= WHAT THE TASK REQUIRES =
Entries follow. Set all of them down as they stand.

= INPUT FOR THIS TASK =
use std::fs::{self, OpenOptions};
use std::io::Write;
use std::path::{Path, PathBuf};

/// Marker inserted between the stem and the extension of generated files.
pub const TEST_MARKER: &str = "_test";
pub const GO_EXTENSION: &str = "go";

/// `Add` -> `Add_test.go`.
pub fn test_file_name(stem: &str) -> String {
    format!("{stem}{TEST_MARKER}.{GO_EXTENSION}")
}

/// Which identifier the output file is named after.
#[derive(Debug, Clone, Copy, PartialEq, Eq, Default)]
pub enum OutputNaming {
    /// One file per function: `<function>_test.go`.
    #[default]
    PerFunction,
    /// One file per source: `math.go` -> `math_test.go`.
    PerSource,
}

#[derive(Debug, Clone, Copy, PartialEq, Eq, Default)]
pub enum WriteMode {
    /// Create the file, or append to it if it already exists.
    #[default]
    Append,
    /// Replace any existing content.
    Overwrite,
}

#[derive(Debug, Clone, Copy, PartialEq, Eq)]
pub enum WriteResult {
    Created,
    Appended,
    Overwritten,
}

impl WriteResult {
    pub fn as_str(self) -> &'static str {
        match self {
            Self::Created => "created",
            Self::Appended => "appended",
            Self::Overwritten => "overwritten",
        }
    }
}

/// Persists generated test text next to its source, or under an explicit
/// output directory.
#[derive(Debug, Clone, Default)]
pub struct TestFileWriter {
    out_dir: Option<PathBuf>,
    naming: OutputNaming,
    mode: WriteMode,
}

impl TestFileWriter {
    pub fn new() -> Self {
        Self::default()
    }

    pub fn out_dir(mut self, dir: Option<PathBuf>) -> Self {
        self.out_dir = dir;
        self
    }

    pub fn naming(mut self, naming: OutputNaming) -> Self {
        self.naming = naming;
        self
    }

    pub fn mode(mut self, mode: WriteMode) -> Self {
        self.mode = mode;
        self
    }

    /// Output path for a test generated from `function` in `source`.
    pub fn path_for(&self, source: &Path, function: &str) -> PathBuf {
        let dir = match &self.out_dir {
            Some(dir) => dir.clone(),
            None => source.parent().map(Path::to_path_buf).unwrap_or_default(),
        };
        let stem = match self.naming {
            OutputNaming::PerFunction => function.to_string(),
            OutputNaming::PerSource => source
                .file_stem()
                .map(|s| s.to_string_lossy().into_owned())
                .unwrap_or_else(|| function.to_string()),
        };
        dir.join(test_file_name(&stem))
    }

    /// Write `contents` to `path` according to the configured mode.
    pub fn write(&self, path: &Path, contents: &str) -> anyhow::Result<WriteResult> {
        if let Some(parent) = path.parent().filter(|p| !p.as_os_str().is_empty()) {
            fs::create_dir_all(parent)?;
        }

        let existed = path.exists();
        let result = match (self.mode, existed) {
            (_, false) => {
                fs::write(path, contents)?;
                WriteResult::Created
            }
            (WriteMode::Overwrite, true) => {
                fs::write(path, contents)?;
                WriteResult::Overwritten
            }
            (WriteMode::Append, true) => {
                let previous = fs::read_to_string(path)?;
                let mut file = OpenOptions::new().append(true).open(path)?;
                if !previous.is_empty() {
                    if !previous.ends_with('\n') {
                        file.write_all(b"\n")?;
                    }
                    file.write_all(b"\n")?;
                }
                file.write_all(contents.as_bytes())?;
                WriteResult::Appended
            }
        };

        tracing::debug!(path = %path.display(), result = result.as_str(), "wrote test file");
        Ok(result)
    }
}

= ANSWER TO THIS TASK =
use std::fs::{self, OpenOptions};
use std::io::Write;
use std::path::{Path, PathBuf};

/// Marker inserted between the stem and the extension of generated files.
pub const TEST_MARKER: &str = "_test";
pub const GO_EXTENSION: &str = "go";

/// `Add` -> `Add_test.go`.
pub fn test_file_name(stem: &str) -> String {
    format!("{stem}{TEST_MARKER}.{GO_EXTENSION}")
}

/// Which identifier the output file is named after.
#[derive(Debug, Clone, Copy, PartialEq, Eq, Default)]
pub enum OutputNaming {
    /// One file per function: `<function>_test.go`.
    #[default]
    PerFunction,
    /// One file per source: `math.go` -> `math_test.go`.
    PerSource,
}

#[derive(Debug, Clone, Copy, PartialEq, Eq, Default)]
pub enum WriteMode {
    /// Create the file, or append to it if it already exists.
    #[default]
    Append,
    /// Replace any existing content.
    Overwrite,
}

#[derive(Debug, Clone, Copy, PartialEq, Eq)]
pub enum WriteResult {
    Created,
    Appended,
    Overwritten,
}

impl WriteResult {
    pub fn as_str(self) -> &'static str {
        match self {
            Self::Created => "created",
            Self::Appended => "appended",
            Self::Overwritten => "overwritten",
        }
    }
}

/// Persists generated test text next to its source, or under an explicit
/// output directory.
#[derive(Debug, Clone, Default)]
pub struct TestFileWriter {
    out_dir: Option<PathBuf>,
    naming: OutputNaming,
    mode: WriteMode,
}

impl TestFileWriter {
    pub fn new() -> Self {
        Self::default()
    }

    pub fn out_dir(mut self, dir: Option<PathBuf>) -> Self {
        self.out_dir = dir;
        self
    }

    pub fn naming(mut self, naming: OutputNaming) -> Self {
        self.naming = naming;
        self
    }

    pub fn mode(mut self, mode: WriteMode) -> Self {
        self.mode = mode;
        self
    }

    /// Output path for a test generated from `function` in `source`.
    pub fn path_for(&self, source: &Path, function: &str) -> PathBuf {
        let dir = match &self.out_dir {
            Some(dir) => dir.clone(),
            None => source.parent().map(Path::to_path_buf).unwrap_or_default(),
        };
        let stem = match self.naming {
            OutputNaming::PerFunction => function.to_string(),
            OutputNaming::PerSource => source
                .file_stem()
                .map(|s| s.to_string_lossy().into_owned())
                .unwrap_or_else(|| function.to_string()),
        };
        dir.join(test_file_name(&stem))
    }

    /// Write `contents` to `path` according to the configured mode.
    pub fn write(&self, path: &Path, contents: &str) -> anyhow::Result<WriteResult> {
        if let Some(parent) = path.parent().filter(|p| !p.as_os_str().is_empty()) {
            fs::create_dir_all(parent)?;
        }

        let existed = path.exists();
        let result = match (self.mode, existed) {
            (_, false) => {
                fs::write(path, contents)?;
                WriteResult::Created
            }
            (WriteMode::Overwrite, true) => {
                fs::write(path, contents)?;
                WriteResult::Overwritten
            }
            (WriteMode::Append, true) => {
                let previous = fs::read_to_string(path)?;
                let mut file = OpenOptions::new().append(true).open(path)?;
                if !previous.is_empty() {
                    if !previous.ends_with('\n') {
                        file.write_all(b"\n")?;
                    }
                    file.write_all(b"\n")?;
                }
                file.write_all(contents.as_bytes())?;
                WriteResult::Appended
            }
        };

        tracing::debug!(path = %path.display(), result = result.as_str(), "wrote test file");
        Ok(result)
    }
}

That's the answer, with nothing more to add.